▶ [Work item]:
Repeat the records below exactly as they appear.

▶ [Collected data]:
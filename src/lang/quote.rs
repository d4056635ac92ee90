//! Deferred parser construction
//!
//!     Grammar text is parsed before any rule name is known to be valid,
//!     but building a combinator ("an alternation of these compiled
//!     sub-parsers") needs the rule scope to exist. A [Quote] bridges the
//!     gap: it describes what to construct — a build function plus
//!     arguments that may themselves be pending quotes — and is resolved
//!     exactly once, against the live compile context, when the compiler
//!     walks a rule body.
//!
//!     Resolution is depth-first and left-to-right: nested quotes resolve
//!     first, then the build function runs over the resolved parsers. A
//!     build function that needs the scope or the terminal registry is
//!     marked `with_context` and receives the compile context as its
//!     leading argument; everything else stays a pure function of its
//!     arguments.

use std::rc::Rc;

use crate::lang::combinators::Parser;
use crate::lang::compiler::CompileCtx;
use crate::lang::error::LangError;

type PlainFn = Rc<dyn Fn(Vec<Parser>) -> Result<Parser, LangError>>;
type ContextFn = Rc<dyn Fn(&mut CompileCtx, Vec<Parser>) -> Result<Parser, LangError>>;

enum QuoteFn {
    Plain(PlainFn),
    WithContext(ContextFn),
}

/// A pending application: build function plus arguments, resolved against
/// the rule scope at compile time.
pub struct Quote {
    fun: QuoteFn,
    args: Vec<QuoteArg>,
}

pub enum QuoteArg {
    Pending(Quote),
    Ready(Parser),
}

impl Quote {
    pub fn new(
        f: impl Fn(Vec<Parser>) -> Result<Parser, LangError> + 'static,
        args: Vec<QuoteArg>,
    ) -> Quote {
        Quote { fun: QuoteFn::Plain(Rc::new(f)), args }
    }

    pub fn with_context(
        f: impl Fn(&mut CompileCtx, Vec<Parser>) -> Result<Parser, LangError> + 'static,
        args: Vec<QuoteArg>,
    ) -> Quote {
        Quote { fun: QuoteFn::WithContext(Rc::new(f)), args }
    }

    /// Resolve nested quotes depth-first, then invoke the build function.
    pub fn resolve(&self, ctx: &mut CompileCtx) -> Result<Parser, LangError> {
        let mut resolved = Vec::with_capacity(self.args.len());
        for arg in &self.args {
            resolved.push(match arg {
                QuoteArg::Pending(quote) => quote.resolve(ctx)?,
                QuoteArg::Ready(parser) => parser.clone(),
            });
        }
        match &self.fun {
            QuoteFn::Plain(f) => f(resolved),
            QuoteFn::WithContext(f) => f(ctx, resolved),
        }
    }
}

#[cfg(test)]
mod tests {
    use super::*;
    use crate::lang::compiler::CompileCtx;

    #[test]
    fn test_nested_resolution_is_depth_first() {
        let mut ctx = CompileCtx::new();
        let inner = Quote::new(|_| Ok(Parser::nil()), vec![]);
        let outer = Quote::new(
            |parsers| {
                assert_eq!(parsers.len(), 2);
                Ok(Parser::alt(parsers))
            },
            vec![QuoteArg::Pending(inner), QuoteArg::Ready(Parser::nil())],
        );
        let parser = outer.resolve(&mut ctx).expect("resolution succeeds");
        assert!(parser.parse(&[]).is_ok());
    }

    #[test]
    fn test_with_context_sees_the_scope() {
        let mut ctx = CompileCtx::new();
        let quote = Quote::with_context(
            |ctx, _| Ok(ctx.scope.lookup("value")),
            vec![],
        );
        let parser = quote.resolve(&mut ctx).expect("resolution succeeds");
        // `value` is a base-scope terminal; empty input is a plain mismatch
        assert!(parser.parse(&[]).is_err());
    }
}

▶ [Worked solution]:
filename src/lang/quote.rs
repository d4056635ac92ee90
//! Deferred parser construction
//!
//!     Grammar text is parsed before any rule name is known to be valid,
//!     but building a combinator ("an alternation of these compiled
//!     sub-parsers") needs the rule scope to exist. A [Quote] bridges the
//!     gap: it describes what to construct — a build function plus
//!     arguments that may themselves be pending quotes — and is resolved
//!     exactly once, against the live compile context, when the compiler
//!     walks a rule body.
//!
//!     Resolution is depth-first and left-to-right: nested quotes resolve
//!     first, then the build function runs over the resolved parsers. A
//!     build function that needs the scope or the terminal registry is
//!     marked `with_context` and receives the compile context as its
//!     leading argument; everything else stays a pure function of its
//!     arguments.

use std::rc::Rc;

use crate::lang::combinators::Parser;
use crate::lang::compiler::CompileCtx;
use crate::lang::error::LangError;

type PlainFn = Rc<dyn Fn(Vec<Parser>) -> Result<Parser, LangError>>;
type ContextFn = Rc<dyn Fn(&mut CompileCtx, Vec<Parser>) -> Result<Parser, LangError>>;

enum QuoteFn {
    Plain(PlainFn),
    WithContext(ContextFn),
}

/// A pending application: build function plus arguments, resolved against
/// the rule scope at compile time.
pub struct Quote {
    fun: QuoteFn,
    args: Vec<QuoteArg>,
}

pub enum QuoteArg {
    Pending(Quote),
    Ready(Parser),
}

impl Quote {
    pub fn new(
        f: impl Fn(Vec<Parser>) -> Result<Parser, LangError> + 'static,
        args: Vec<QuoteArg>,
    ) -> Quote {
        Quote { fun: QuoteFn::Plain(Rc::new(f)), args }
    }

    pub fn with_context(
        f: impl Fn(&mut CompileCtx, Vec<Parser>) -> Result<Parser, LangError> + 'static,
        args: Vec<QuoteArg>,
    ) -> Quote {
        Quote { fun: QuoteFn::WithContext(Rc::new(f)), args }
    }

    /// Resolve nested quotes depth-first, then invoke the build function.
    pub fn resolve(&self, ctx: &mut CompileCtx) -> Result<Parser, LangError> {
        let mut resolved = Vec::with_capacity(self.args.len());
        for arg in &self.args {
            resolved.push(match arg {
                QuoteArg::Pending(quote) => quote.resolve(ctx)?,
                QuoteArg::Ready(parser) => parser.clone(),
            });
        }
        match &self.fun {
            QuoteFn::Plain(f) => f(resolved),
            QuoteFn::WithContext(f) => f(ctx, resolved),
        }
    }
}

#[cfg(test)]
mod tests {
    use super::*;
    use crate::lang::compiler::CompileCtx;

    #[test]
    fn test_nested_resolution_is_depth_first() {
        let mut ctx = CompileCtx::new();
        let inner = Quote::new(|_| Ok(Parser::nil()), vec![]);
        let outer = Quote::new(
            |parsers| {
                assert_eq!(parsers.len(), 2);
                Ok(Parser::alt(parsers))
            },
            vec![QuoteArg::Pending(inner), QuoteArg::Ready(Parser::nil())],
        );
        let parser = outer.resolve(&mut ctx).expect("resolution succeeds");
        assert!(parser.parse(&[]).is_ok());
    }

    #[test]
    fn test_with_context_sees_the_scope() {
        let mut ctx = CompileCtx::new();
        let quote = Quote::with_context(
            |ctx, _| Ok(ctx.scope.lookup("value")),
            vec![],
        );
        let parser = quote.resolve(&mut ctx).expect("resolution succeeds");
        // `value` is a base-scope terminal; empty input is a plain mismatch
        assert!(parser.parse(&[]).is_err());
    }
}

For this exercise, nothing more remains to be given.